What you should do:
Search the data for the string "crates", and report each line where it is found.

Information provided:
▽
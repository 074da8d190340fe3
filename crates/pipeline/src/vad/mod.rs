//! Voice activity scoring
//!
//! The segmenter consumes per-frame speech probabilities from a stateful
//! scorer. The Silero ONNX adapter (feature `onnx`) carries recurrent state
//! across frames; the energy scorer is the always-available fallback and the
//! engine the tests drive.

mod energy;
#[cfg(feature = "onnx")]
mod silero;

pub use energy::EnergyVad;
#[cfg(feature = "onnx")]
pub use silero::SileroVad;

use crate::PipelineError;

/// Per-frame speech scorer. Implementations may carry recurrent state across
/// calls; `reset` clears it.
pub trait SpeechScorer: Send + Sync {
    /// Score one analysis frame of normalized samples. Returns the speech
    /// probability in 0.0..=1.0.
    fn score(&mut self, frame: &[f32]) -> Result<f32, PipelineError>;

    /// Clear any recurrent state.
    fn reset(&mut self);
}
//! WebSocket handling
//!
//! Each connection owns one session actor. Inbound binary frames are raw
//! PCM audio; inbound JSON carries control messages. Outbound traffic is a
//! single writer task draining one channel, so JSON events and binary audio
//! quanta can never interleave incorrectly.

use axum::{
    extract::{
        ws::{Message, WebSocket, WebSocketUpgrade},
        State,
    },
    http::StatusCode,
    response::{IntoResponse, Response},
};
use futures::{SinkExt, StreamExt};
use tokio::sync::mpsc;

use voice_loop_pipeline::{spawn_session, SessionInput};

use crate::protocol::{frame_for, ClientMessage, OutboundFrame, ServerMessage};
use crate::state::AppState;

/// Handle a WebSocket upgrade request.
pub async fn ws_handler(ws: WebSocketUpgrade, State(state): State<AppState>) -> Response {
    let Some(session_id) = state.registry.try_register() else {
        tracing::warn!("connection refused: session cap reached");
        return StatusCode::SERVICE_UNAVAILABLE.into_response();
    };

    ws.on_upgrade(move |socket| async move {
        handle_socket(socket, &state, &session_id).await;
        state.registry.remove(&session_id);
    })
}

async fn handle_socket(socket: WebSocket, state: &AppState, session_id: &str) {
    let scorer = match state.build_scorer() {
        Ok(scorer) => scorer,
        Err(e) => {
            // Startup preflight makes this unreachable in practice; if it
            // happens anyway the connection is unusable.
            tracing::error!(error = %e, "failed to build speech scorer");
            return;
        }
    };

    let session = spawn_session(
        state.providers.clone(),
        state.settings.pipeline.clone(),
        scorer,
    );
    let session_input = session.input;
    let mut session_events = session.events;

    let (mut sink, mut stream) = socket.split();

    // Single outbound channel: session events, pongs, everything.
    let (out_tx, mut out_rx) = mpsc::channel::<OutboundFrame>(256);

    // Forward session events into the outbound channel.
    let forward_tx = out_tx.clone();
    let forwarder = tokio::spawn(async move {
        while let Some(event) = session_events.recv().await {
            if forward_tx.send(frame_for(event)).await.is_err() {
                break;
            }
        }
    });

    // Writer task: the only place that touches the sink.
    let writer = tokio::spawn(async move {
        while let Some(frame) = out_rx.recv().await {
            let message = match frame {
                OutboundFrame::Message(message) => match serde_json::to_string(&message) {
                    Ok(json) => Message::Text(json),
                    Err(e) => {
                        tracing::error!(error = %e, "failed to serialize outbound message");
                        continue;
                    }
                },
                OutboundFrame::Audio(bytes) => Message::Binary(bytes),
                OutboundFrame::Pong(payload) => Message::Pong(payload),
            };
            if sink.send(message).await.is_err() {
                break;
            }
        }
    });

    // Reader loop.
    while let Some(message) = stream.next().await {
        match message {
            Ok(Message::Binary(audio)) => {
                if session_input
                    .send(SessionInput::Audio(audio))
                    .await
                    .is_err()
                {
                    break;
                }
            }
            Ok(Message::Text(text)) => match serde_json::from_str::<ClientMessage>(&text) {
                Ok(ClientMessage::Ping { timestamp }) => {
                    let _ = out_tx
                        .send(OutboundFrame::Message(ServerMessage::Pong { timestamp }))
                        .await;
                }
                Err(_) => {
                    tracing::debug!(message = %text, "ignoring unknown client message");
                }
            },
            Ok(Message::Ping(payload)) => {
                let _ = out_tx.send(OutboundFrame::Pong(payload)).await;
            }
            Ok(Message::Close(_)) => break,
            Ok(_) => {}
            Err(e) => {
                tracing::debug!(error = %e, "websocket receive error");
                break;
            }
        }
    }

    // Dropping the input channel lets the session actor wind down once any
    // in-flight stage task finishes; the outbound side has nowhere to write
    // anymore.
    drop(session_input);
    drop(out_tx);
    forwarder.abort();
    writer.abort();

    tracing::info!(session_id = %session_id, "websocket closed");
}
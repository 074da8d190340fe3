//! Voice Loop server entry point

use std::net::SocketAddr;

use tracing_subscriber::{layer::SubscriberExt, util::SubscriberInitExt, Layer};

use voice_loop_config::{load_settings, Settings};
use voice_loop_providers::ProviderSet;
use voice_loop_server::{create_router, AppState};

#[tokio::main]
async fn main() -> Result<(), Box<dyn std::error::Error>> {
    let settings = load_settings(std::env::var("VOICE_LOOP_ENV").ok().as_deref())?;

    init_tracing(&settings);

    tracing::info!("starting voice-loop server v{}", env!("CARGO_PKG_VERSION"));

    // A broken detector install must fail here, not per connection.
    preflight_models(&settings)?;

    // Concrete backends live outside this repository; without one wired in,
    // the loopback set keeps the full pipeline runnable.
    tracing::warn!("no provider backend configured, using loopback providers");
    let providers = ProviderSet::loopback();

    let state = AppState::new(settings.clone(), providers);
    let app = create_router(state);

    let addr: SocketAddr = format!("{}:{}", settings.server.host, settings.server.port).parse()?;
    tracing::info!("listening on {addr}");

    let listener = tokio::net::TcpListener::bind(addr).await?;
    axum::serve(listener, app)
        .with_graceful_shutdown(shutdown_signal())
        .await?;

    tracing::info!("server shutdown complete");
    Ok(())
}

/// Verify the VAD model loads before accepting connections.
#[cfg(feature = "onnx")]
fn preflight_models(settings: &Settings) -> Result<(), Box<dyn std::error::Error>> {
    voice_loop_pipeline::vad::SileroVad::preflight(&settings.models.vad)?;
    tracing::info!(path = %settings.models.vad, "vad model loaded");
    Ok(())
}

#[cfg(not(feature = "onnx"))]
fn preflight_models(_settings: &Settings) -> Result<(), Box<dyn std::error::Error>> {
    tracing::warn!("built without onnx feature, sessions use the energy scorer");
    Ok(())
}

fn init_tracing(settings: &Settings) {
    let env_filter = tracing_subscriber::EnvFilter::try_from_default_env()
        .unwrap_or_else(|_| format!("voice_loop={}", settings.observability.log_level).into());

    let fmt_layer = if settings.observability.log_json {
        tracing_subscriber::fmt::layer().json().boxed()
    } else {
        tracing_subscriber::fmt::layer().boxed()
    };

    tracing_subscriber::registry()
        .with(env_filter)
        .with(fmt_layer)
        .init();
}

/// Wait for shutdown signal (Ctrl+C or SIGTERM).
async fn shutdown_signal() {
    let ctrl_c = async {
        tokio::signal::ctrl_c()
            .await
            .expect("failed to install Ctrl+C handler");
    };

    #[cfg(unix)]
    let terminate = async {
        tokio::signal::unix::signal(tokio::signal::unix::SignalKind::terminate())
            .expect("failed to install SIGTERM handler")
            .recv()
            .await;
    };

    #[cfg(not(unix))]
    let terminate = std::future::pending::<()>();

    tokio::select! {
        _ = ctrl_c => {
            tracing::info!("received Ctrl+C, shutting down");
        }
        _ = terminate => {
            tracing::info!("received SIGTERM, shutting down");
        }
    }
}
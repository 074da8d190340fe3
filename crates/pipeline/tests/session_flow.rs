//! End-to-end session tests over loopback providers
//!
//! These drive a full session actor the way the WebSocket handler does:
//! raw PCM in, ordered events out.

use std::sync::Arc;
use std::time::Duration;

use async_trait::async_trait;
use tokio::sync::{mpsc, Notify};
use tokio::time::timeout;

use voice_loop_config::PipelineConfig;
use voice_loop_pipeline::{spawn_session, EnergyVad, SessionEvent, SessionHandle, SessionInput};
use voice_loop_providers::loopback::{FixedTranscriber, ScriptedCompletion, ToneSynthesizer};
use voice_loop_providers::{
    Completion, NoopNormalizer, PromptMessage, ProviderError, ProviderSet, TokenStream,
    Transcriber,
};
use voice_loop_core::{ChatMessage, Role};

/// One second of loud audio: alternating full-ish swing samples.
fn loud_second() -> Vec<u8> {
    let mut bytes = Vec::with_capacity(32_000);
    for i in 0..16_000 {
        let value: i16 = if i % 2 == 0 { 16_000 } else { -16_000 };
        bytes.extend_from_slice(&value.to_le_bytes());
    }
    bytes
}

/// One second of silence.
fn quiet_second() -> Vec<u8> {
    vec![0u8; 32_000]
}

fn providers(
    transcriber: Arc<dyn Transcriber>,
    completion: Arc<dyn Completion>,
) -> ProviderSet {
    ProviderSet {
        transcriber,
        completion,
        synthesizer: Arc::new(ToneSynthesizer::target_format()),
        normalizer: Arc::new(NoopNormalizer),
    }
}

fn spawn(providers: ProviderSet) -> SessionHandle {
    spawn_session(
        providers,
        PipelineConfig::default(),
        Box::new(EnergyVad::default()),
    )
}

async fn speak_utterance(session: &SessionHandle) {
    session
        .input
        .send(SessionInput::Audio(loud_second()))
        .await
        .unwrap();
    session
        .input
        .send(SessionInput::Audio(quiet_second()))
        .await
        .unwrap();
}

/// Receive events until `stop` matches, with a per-event timeout.
async fn collect_until(
    events: &mut mpsc::Receiver<SessionEvent>,
    mut stop: impl FnMut(&SessionEvent) -> bool,
) -> Vec<SessionEvent> {
    let mut seen = Vec::new();
    loop {
        let event = timeout(Duration::from_secs(5), events.recv())
            .await
            .expect("timed out waiting for session event")
            .expect("session event channel closed");
        let done = stop(&event);
        seen.push(event);
        if done {
            return seen;
        }
    }
}

/// Drain anything still arriving until the stream goes quiet.
async fn drain(events: &mut mpsc::Receiver<SessionEvent>) -> Vec<SessionEvent> {
    let mut seen = Vec::new();
    while let Ok(Some(event)) = timeout(Duration::from_millis(500), events.recv()).await {
        seen.push(event);
    }
    seen
}

/// A client-side mirror of history built purely from deltas.
#[derive(Default)]
struct MirroredHistory {
    messages: Vec<ChatMessage>,
}

impl MirroredHistory {
    fn apply(&mut self, start_index: usize, messages: &[ChatMessage]) {
        self.messages.truncate(start_index);
        self.messages.extend_from_slice(messages);
    }

    fn apply_all(&mut self, events: &[SessionEvent]) {
        for event in events {
            if let SessionEvent::HistoryDelta {
                start_index,
                messages,
            } = event
            {
                self.apply(*start_index, messages);
            }
        }
    }
}

#[tokio::test(start_paused = true)]
async fn test_full_conversation_flow() {
    let reply = vec![
        "Well,".to_string(),
        " here is".to_string(),
        " an answer.".to_string(),
        " And more!".to_string(),
    ];
    let mut session = spawn(providers(
        Arc::new(FixedTranscriber::with_script(["what is rust"])),
        Arc::new(ScriptedCompletion::new(vec![reply.clone()])),
    ));

    speak_utterance(&session).await;

    let mut seen = collect_until(&mut session.events, |e| {
        matches!(e, SessionEvent::ResponseComplete { .. })
    })
    .await;
    // Let queued synthesis finish.
    seen.extend(drain(&mut session.events).await);

    // Lifecycle ordering.
    let index_of = |pred: fn(&SessionEvent) -> bool| {
        seen.iter().position(|e| pred(e)).expect("missing event")
    };
    let speech_start = index_of(|e| matches!(e, SessionEvent::SpeechStart));
    let speech_end = index_of(|e| matches!(e, SessionEvent::SpeechEnd));
    let stt_start = index_of(|e| matches!(e, SessionEvent::SttStart { .. }));
    let transcript = index_of(|e| matches!(e, SessionEvent::Transcript { .. }));
    let llm_start = index_of(|e| matches!(e, SessionEvent::LlmStart));
    let first_token = index_of(|e| matches!(e, SessionEvent::LlmFirstToken { .. }));
    let first_sentence = index_of(|e| matches!(e, SessionEvent::LlmFirstSentence { .. }));
    let audio_start = index_of(|e| matches!(e, SessionEvent::AudioStart { .. }));

    assert!(speech_start < speech_end);
    assert!(speech_end < stt_start);
    assert!(stt_start < transcript);
    assert!(transcript < llm_start);
    assert!(llm_start < first_token);
    assert!(first_token < first_sentence);
    assert!(first_sentence < audio_start);

    // Exactly-once lifecycle markers.
    let count = |pred: fn(&SessionEvent) -> bool| seen.iter().filter(|e| pred(e)).count();
    assert_eq!(count(|e| matches!(e, SessionEvent::LlmFirstToken { .. })), 1);
    assert_eq!(count(|e| matches!(e, SessionEvent::LlmFirstSentence { .. })), 1);
    assert_eq!(count(|e| matches!(e, SessionEvent::ResponseComplete { .. })), 1);

    // No-loss law: sentences concatenate to the full reply.
    let sentences: String = seen
        .iter()
        .filter_map(|e| match e {
            SessionEvent::LlmSentence { text, .. } => Some(text.as_str()),
            _ => None,
        })
        .collect();
    assert_eq!(sentences, reply.concat());

    // Every id-bearing event carries the same utterance id.
    let transcript_id = seen
        .iter()
        .find_map(|e| match e {
            SessionEvent::Transcript { message_id, .. } => Some(message_id.clone()),
            _ => None,
        })
        .unwrap();
    for event in &seen {
        if let SessionEvent::LlmSentence { message_id, .. }
        | SessionEvent::LlmFirstToken { message_id }
        | SessionEvent::LlmFirstSentence { message_id }
        | SessionEvent::ResponseComplete { message_id } = event
        {
            assert_eq!(message_id, &transcript_id);
        }
    }

    // Each synthesized sentence is framed tts_start .. audio_end.
    let tts_starts = seen.iter().filter(|e| matches!(e, SessionEvent::TtsStart)).count();
    let audio_ends = seen.iter().filter(|e| matches!(e, SessionEvent::AudioEnd)).count();
    assert_eq!(tts_starts, audio_ends);
    assert!(tts_starts >= 2, "expected multiple synthesized sentences");

    // Client history mirror: user turn then assistant turn with full text.
    let mut mirror = MirroredHistory::default();
    mirror.apply_all(&seen);
    assert_eq!(mirror.messages.len(), 2);
    assert_eq!(mirror.messages[0].role, Role::User);
    assert_eq!(mirror.messages[0].content, "what is rust");
    assert_eq!(mirror.messages[1].role, Role::Assistant);
    assert_eq!(mirror.messages[1].content, reply.concat());
}

#[tokio::test(start_paused = true)]
async fn test_duplicate_transcript_is_idempotent() {
    let mut session = spawn(providers(
        Arc::new(FixedTranscriber::with_script(["same words", "same words"])),
        Arc::new(ScriptedCompletion::new(vec![vec!["Reply one.".to_string()]])),
    ));

    speak_utterance(&session).await;
    let mut seen = collect_until(&mut session.events, |e| {
        matches!(e, SessionEvent::ResponseComplete { .. })
    })
    .await;
    seen.extend(drain(&mut session.events).await);

    // Same transcript again.
    speak_utterance(&session).await;
    let more = collect_until(&mut session.events, |e| {
        matches!(e, SessionEvent::Transcript { .. })
    })
    .await;
    let tail = drain(&mut session.events).await;

    // The duplicate surfaced as a transcript event but produced no new
    // reply and no new history entries.
    assert!(!more
        .iter()
        .chain(tail.iter())
        .any(|e| matches!(e, SessionEvent::LlmStart)));

    let mut mirror = MirroredHistory::default();
    mirror.apply_all(&seen);
    mirror.apply_all(&more);
    mirror.apply_all(&tail);
    assert_eq!(mirror.messages.len(), 2, "history grew on duplicate");
}

#[tokio::test(start_paused = true)]
async fn test_empty_transcript_is_dropped_silently() {
    let mut session = spawn(providers(
        Arc::new(FixedTranscriber::with_script(["   "])),
        Arc::new(ScriptedCompletion::new(Vec::<Vec<String>>::new())),
    ));

    speak_utterance(&session).await;
    let seen = collect_until(&mut session.events, |e| {
        matches!(e, SessionEvent::SttStart { .. })
    })
    .await;
    let tail = drain(&mut session.events).await;

    assert!(seen.iter().all(|e| !matches!(e, SessionEvent::Error { .. })));
    assert!(!tail.iter().any(|e| {
        matches!(
            e,
            SessionEvent::Transcript { .. } | SessionEvent::LlmStart | SessionEvent::Error { .. }
        )
    }));
}

/// Completion that emits one sentence, then waits for a release signal
/// before emitting the rest. Lets a test interleave an interruption at a
/// known point in the stream.
struct HoldableCompletion {
    release: Arc<Notify>,
}

#[async_trait]
impl Completion for HoldableCompletion {
    async fn stream(
        &self,
        _messages: &[PromptMessage],
        _max_tokens: u32,
    ) -> Result<TokenStream, ProviderError> {
        let (tx, rx) = mpsc::channel(8);
        let release = self.release.clone();
        tokio::spawn(async move {
            let _ = tx.send(Ok("First sentence.".to_string())).await;
            release.notified().await;
            let _ = tx.send(Ok(" Second sentence.".to_string())).await;
            let _ = tx.send(Ok(" Third sentence.".to_string())).await;
        });
        Ok(Box::pin(tokio_stream::wrappers::ReceiverStream::new(rx)))
    }
}

#[tokio::test(start_paused = true)]
async fn test_interruption_suppresses_superseded_reply() {
    let release = Arc::new(Notify::new());
    // Second utterance transcribes to empty text, so no new reply starts
    // and anything after speech_start must be silence from the old one.
    let mut session = spawn(providers(
        Arc::new(FixedTranscriber::with_script(["question one"])),
        Arc::new(HoldableCompletion {
            release: release.clone(),
        }),
    ));

    speak_utterance(&session).await;

    // First sentence flows all the way through synthesis.
    let seen = collect_until(&mut session.events, |e| {
        matches!(e, SessionEvent::AudioEnd)
    })
    .await;
    assert!(seen
        .iter()
        .any(|e| matches!(e, SessionEvent::LlmSentence { .. })));

    // User talks over the reply.
    session
        .input
        .send(SessionInput::Audio(loud_second()))
        .await
        .unwrap();
    collect_until(&mut session.events, |e| {
        matches!(e, SessionEvent::SpeechStart)
    })
    .await;

    // The held stream resumes, but the reply was cancelled.
    release.notify_waiters();
    let after = drain(&mut session.events).await;

    for event in &after {
        assert!(
            !matches!(
                event,
                SessionEvent::LlmSentence { .. }
                    | SessionEvent::LlmFirstToken { .. }
                    | SessionEvent::ResponseComplete { .. }
                    | SessionEvent::TtsStart
                    | SessionEvent::AudioStart { .. }
                    | SessionEvent::AudioChunk(_)
                    | SessionEvent::AudioEnd
            ),
            "superseded reply leaked event: {event:?}"
        );
    }
}

/// Transcriber failing on the first call and succeeding afterwards.
struct FlakyTranscriber {
    inner: FixedTranscriber,
    failed_once: std::sync::atomic::AtomicBool,
}

#[async_trait]
impl Transcriber for FlakyTranscriber {
    async fn transcribe(
        &self,
        pcm: &[u8],
    ) -> Result<voice_loop_providers::Transcription, ProviderError> {
        if !self
            .failed_once
            .swap(true, std::sync::atomic::Ordering::SeqCst)
        {
            return Err(ProviderError::Transcription("rate limited".to_string()));
        }
        self.inner.transcribe(pcm).await
    }
}

#[tokio::test(start_paused = true)]
async fn test_transcription_failure_is_survivable() {
    let mut session = spawn(providers(
        Arc::new(FlakyTranscriber {
            inner: FixedTranscriber::with_script(["recovered"]),
            failed_once: std::sync::atomic::AtomicBool::new(false),
        }),
        Arc::new(ScriptedCompletion::new(vec![vec!["Good.".to_string()]])),
    ));

    speak_utterance(&session).await;
    let seen = collect_until(&mut session.events, |e| {
        matches!(e, SessionEvent::SttError { .. })
    })
    .await;
    // Failure produced exactly one typed error and no history mutation.
    assert!(!seen.iter().any(|e| matches!(e, SessionEvent::HistoryDelta { .. })));

    // The conversation stays usable.
    speak_utterance(&session).await;
    let recovered = collect_until(&mut session.events, |e| {
        matches!(e, SessionEvent::ResponseComplete { .. })
    })
    .await;
    assert!(recovered.iter().any(|e| {
        matches!(e, SessionEvent::Transcript { text, .. } if text == "recovered")
    }));
}

/// Normalizer wired through the queue: an emoji-only sentence is skipped.
#[tokio::test(start_paused = true)]
async fn test_emoji_only_sentence_skips_synthesis() {
    let reply = vec!["🎉🎉".to_string(), " Real words.".to_string()];
    let mut session = spawn_session(
        ProviderSet {
            transcriber: Arc::new(FixedTranscriber::with_script(["hi"])),
            completion: Arc::new(ScriptedCompletion::new(vec![reply])),
            synthesizer: Arc::new(ToneSynthesizer::target_format()),
            normalizer: Arc::new(voice_loop_providers::SpeechNormalizer),
        },
        PipelineConfig::default(),
        Box::new(EnergyVad::default()),
    );

    speak_utterance(&session).await;
    let mut seen = collect_until(&mut session.events, |e| {
        matches!(e, SessionEvent::ResponseComplete { .. })
    })
    .await;
    seen.extend(drain(&mut session.events).await);

    // Two sentences emitted, but only the speakable one was synthesized.
    let sentences = seen
        .iter()
        .filter(|e| matches!(e, SessionEvent::LlmSentence { .. }))
        .count();
    assert_eq!(sentences, 2);
    let tts_starts = seen
        .iter()
        .filter(|e| matches!(e, SessionEvent::TtsStart))
        .count();
    assert_eq!(tts_starts, 1);
}
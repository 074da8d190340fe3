//! Voice Loop server
//!
//! Real-time voice conversation over WebSocket: inbound microphone PCM is
//! segmented, transcribed, answered by a streaming language model, and
//! spoken back sentence by sentence, paced against the client's playback
//! buffer.

pub mod http;
pub mod protocol;
pub mod registry;
pub mod state;
pub mod ws;

pub use http::create_router;
pub use protocol::{ClientMessage, OutboundFrame, ServerMessage};
pub use registry::SessionRegistry;
pub use state::AppState;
△
Written solution:
filename crates/pipeline/src/vad/mod.rs
filename crates/pipeline/tests/session_flow.rs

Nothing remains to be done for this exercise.